The Pirate Twins by William Nicholson

I love seaside books. Books about long empty beaches, old towns stuck in time and mysterious things that wash up on beaches. Or pop out of clam shells, like the toy twins discovered by young Mary in William Nicholson’s practically perfect The Pirate Twins.

 

Published in 1929, around the time of Hergè’s Tintin in the Congo and Jean de Brunhoff’s Babar the Elephant, The Pirate Twins is a product of the same Colonialist world as those difficult books. Instead of giving us savages to be conquered, William Nicholson celebrates freedom and offers a touching interracial friendship.

The Pirate Twins aren’t the leering golliwogs of Enid Blyton, they are feral, joyous creatures who love to dance, sing and put things in the cat’s milk. They are children.

Maurice Sendak considered it, ‘The first – the best – the most gloriously original modern picture book of all time.’ It’s a story he cited as being a major inspiration forWhere the Wild Things Are. Think of the twins as a combination of both Max and the Wild Things you’re be getting close.

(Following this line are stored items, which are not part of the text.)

//! Scenario loading.
//!
//! A scenario is a small battlefield snapshot plus one encounter to run on
//! it. Items and skills name their owner; units name their equipped weapon.

use std::path::Path;

use serde::{Deserialize, Serialize};
use thiserror::Error;

use srpg_core::components::UnitId;
use srpg_core::data::Database;
use srpg_core::error::CombatError;
use srpg_core::item::Item;
use srpg_core::skill::Skill;
use srpg_core::solver::CombatSetup;
use srpg_core::unit::Unit;
use srpg_core::world::World;

/// Error type for scenario operations.
#[derive(Error, Debug)]
pub enum ScenarioError {
    /// File not found.
    #[error("Scenario file not found: {0}")]
    FileNotFound(String),
    /// Failed to read file.
    #[error("Failed to read scenario file: {0}")]
    ReadError(#[from] std::io::Error),
    /// Failed to parse RON.
    #[error("Failed to parse scenario: {0}")]
    ParseError(#[from] ron::error::SpannedError),
    /// Scenario content is inconsistent with itself or the database.
    #[error("Invalid scenario: {}", .0.join("; "))]
    Invalid(Vec<String>),
    /// Core error while building the world or resolving the encounter.
    #[error(transparent)]
    Combat(#[from] CombatError),
}

/// A complete encounter scenario.
///
/// # Example RON
///
/// ```ron
/// Scenario(
///     name: "Duel",
///     seed: 7,
///     units: [Unit(nid: "eirika", team: Player, current_hp: 16, equipped_weapon: Some("rapier"))],
///     items: [Item(nid: "rapier", owner: Some("eirika"), weapon_type: Some("Sword"), might: Some(7))],
///     skills: [],
///     setup: CombatSetup(attacker: "eirika", item: "rapier", defenders: ["bandit"]),
/// )
/// ```
#[derive(Debug, Clone, PartialEq, Eq, Serialize, Deserialize)]
pub struct Scenario {
    /// Scenario name.
    pub name: String,
    /// Default RNG seed.
    #[serde(default)]
    pub seed: u64,
    /// Units on the field. Their `items` and `skills` lists are rebuilt from
    /// the owners named in `items` and `skills`.
    pub units: Vec<Unit>,
    /// Items with their owners.
    #[serde(default)]
    pub items: Vec<Item>,
    /// Skills with their owners.
    #[serde(default)]
    pub skills: Vec<Skill>,
    /// The encounter to run.
    pub setup: CombatSetup,
}

impl Scenario {
    /// Load a scenario from a RON file.
    ///
    /// # Errors
    ///
    /// Returns an error if the file is missing, unreadable or malformed.
    pub fn load<P: AsRef<Path>>(path: P) -> Result<Self, ScenarioError> {
        let path = path.as_ref();
        if !path.exists() {
            return Err(ScenarioError::FileNotFound(path.display().to_string()));
        }
        let contents = std::fs::read_to_string(path)?;
        Self::from_ron_str(&contents)
    }

    /// Load from a RON string (useful for embedded scenarios).
    ///
    /// # Errors
    ///
    /// Returns an error if the text is malformed.
    pub fn from_ron_str(ron: &str) -> Result<Self, ScenarioError> {
        let scenario: Self = ron::from_str(ron)?;
        Ok(scenario)
    }

    /// Collect problems with this scenario against `db`.
    #[must_use]
    pub fn validate(&self, db: &Database) -> Vec<String> {
        let mut errors = db.validate_items(&self.items);
        let has_unit = |nid: &UnitId| self.units.iter().any(|u| &u.nid == nid);

        for item in &self.items {
            match &item.owner {
                Some(owner) if !has_unit(owner) => {
                    errors.push(format!("Item '{}' is owned by unknown unit '{owner}'", item.nid));
                }
                _ => {}
            }
        }
        for skill in &self.skills {
            match &skill.owner {
                Some(owner) if has_unit(owner) => {}
                Some(owner) => errors.push(format!("Skill '{}' is owned by unknown unit '{owner}'", skill.nid)),
                None => errors.push(format!("Skill '{}' has no owner", skill.nid)),
            }
        }
        for unit in &self.units {
            if let Some(weapon) = &unit.equipped_weapon {
                let held = self.items.iter().any(|i| &i.nid == weapon && i.owner.as_ref() == Some(&unit.nid));
                if !held {
                    errors.push(format!("Unit '{}' equips '{weapon}' but does not hold it", unit.nid));
                }
            }
        }

        let setup = &self.setup;
        for nid in setup.participants() {
            if !has_unit(&nid) {
                errors.push(format!("Setup references unknown unit '{nid}'"));
            }
        }
        let item_held = self
            .items
            .iter()
            .any(|i| i.nid == setup.item && i.owner.as_ref() == Some(&setup.attacker));
        if !item_held {
            errors.push(format!("Attacker '{}' does not hold '{}'", setup.attacker, setup.item));
        }
        errors
    }

    /// Build the world this scenario describes.
    ///
    /// # Errors
    ///
    /// Returns [`ScenarioError::Invalid`] if validation fails, or a core
    /// error if an equip is refused.
    pub fn build_world(&self, db: &Database) -> Result<World, ScenarioError> {
        let errors = self.validate(db);
        if !errors.is_empty() {
            return Err(ScenarioError::Invalid(errors));
        }

        let mut world = World::new();
        for unit in &self.units {
            let mut unit = unit.clone();
            unit.items.clear();
            unit.skills.clear();
            unit.equipped_weapon = None;
            unit.equipped_accessory = None;
            world.add_unit(unit);
        }
        for item in &self.items {
            match &item.owner {
                Some(owner) => {
                    world.give_item(owner, item.clone())?;
                }
                None => {
                    world.items.insert(item.nid.clone(), item.clone());
                }
            }
        }
        for skill in &self.skills {
            if let Some(owner) = &skill.owner {
                world.give_skill(owner, skill.clone())?;
            }
        }
        for unit in &self.units {
            for slot in [&unit.equipped_weapon, &unit.equipped_accessory].into_iter().flatten() {
                world.equip(db, &unit.nid, slot)?;
            }
        }

        tracing::debug!(
            scenario = %self.name,
            units = world.units.len(),
            items = world.items.len(),
            skills = world.skills.len(),
            "Scenario world built"
        );
        Ok(world)
    }
}

#[cfg(test)]
mod tests {
    use super::*;
    use srpg_core::components::ItemId;
    use srpg_test_utils::fixtures::test_database;

    const DUEL: &str = r#"
Scenario(
    name: "Duel",
    seed: 3,
    units: [
        Unit(nid: "eirika", name: "Eirika", team: Player, position: Some((x: 0, y: 0)),
             stats: {"HP": 16, "STR": 4, "SKL": 8, "SPD": 9}, current_hp: 16,
             equipped_weapon: Some("rapier")),
        Unit(nid: "bandit", name: "Bandit", team: Enemy, position: Some((x: 1, y: 0)),
             stats: {"HP": 20, "STR": 5}, current_hp: 20),
    ],
    items: [
        Item(nid: "rapier", name: "Rapier", owner: Some("eirika"), weapon_type: Some("Sword"),
             might: Some(7), hit: Some(95), crit: Some(10), min_range: Some(1), max_range: Some(1),
             uses: Some((current: 40, max: 40)), components: [Weapon]),
    ],
    setup: CombatSetup(attacker: "eirika", item: "rapier", defenders: ["bandit"]),
)
"#;

    #[test]
    fn test_parse_and_build() {
        let scenario = Scenario::from_ron_str(DUEL).unwrap();
        assert_eq!(scenario.name, "Duel");
        assert!(scenario.skills.is_empty());
        let world = scenario.build_world(&test_database()).unwrap();
        let eirika = world.unit(&"eirika".into()).unwrap();
        assert_eq!(eirika.items, vec![ItemId::from("rapier")]);
        assert_eq!(eirika.equipped_weapon, Some(ItemId::from("rapier")));
    }

    #[test]
    fn test_unknown_participant_rejected() {
        let mut scenario = Scenario::from_ron_str(DUEL).unwrap();
        scenario.setup.defenders = vec!["ghost".into()];
        let errors = scenario.validate(&test_database());
        assert!(errors.iter().any(|e| e.contains("ghost")));
        assert!(matches!(scenario.build_world(&test_database()), Err(ScenarioError::Invalid(_))));
    }

    #[test]
    fn test_missing_file() {
        let result = Scenario::load("definitely/not/here.ron");
        assert!(matches!(result, Err(ScenarioError::FileNotFound(_))));
    }
}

Nicholson’s innovative and sparing use of words also links Where the Wild Things Are, with sentences that end on a beat and lead you breathlessly into the next plate. There are just over 100 words in this adventure, but the pictures invite us to think far beyond the beachside, to Jamaica, through towering seas and into the Milky Way.At the same time there remains the beach, a domestic paradise that is home to Mary, who indulges her young visitors with lobster, wine, dancing and dominoes. But the twins are pirates and become restless ‘until one fine day they left a note and stole a boat and sailed away to sea.’

Of course the errant boys return, bold as brass to eat Mary’s birthday cake. And they’ve been returning ever since. Any children’s story that unleashes a wild or uncontrollable child or creature on a ‘civilised’ family life is following in the footsteps of the Pirate Twins.

 

 

3 thoughts on “The Pirate Twins by William Nicholson

  1. Would love to know the source for “Maurice Sendak considered it, ‘The first – the best – the most gloriously original modern picture book of all time.’”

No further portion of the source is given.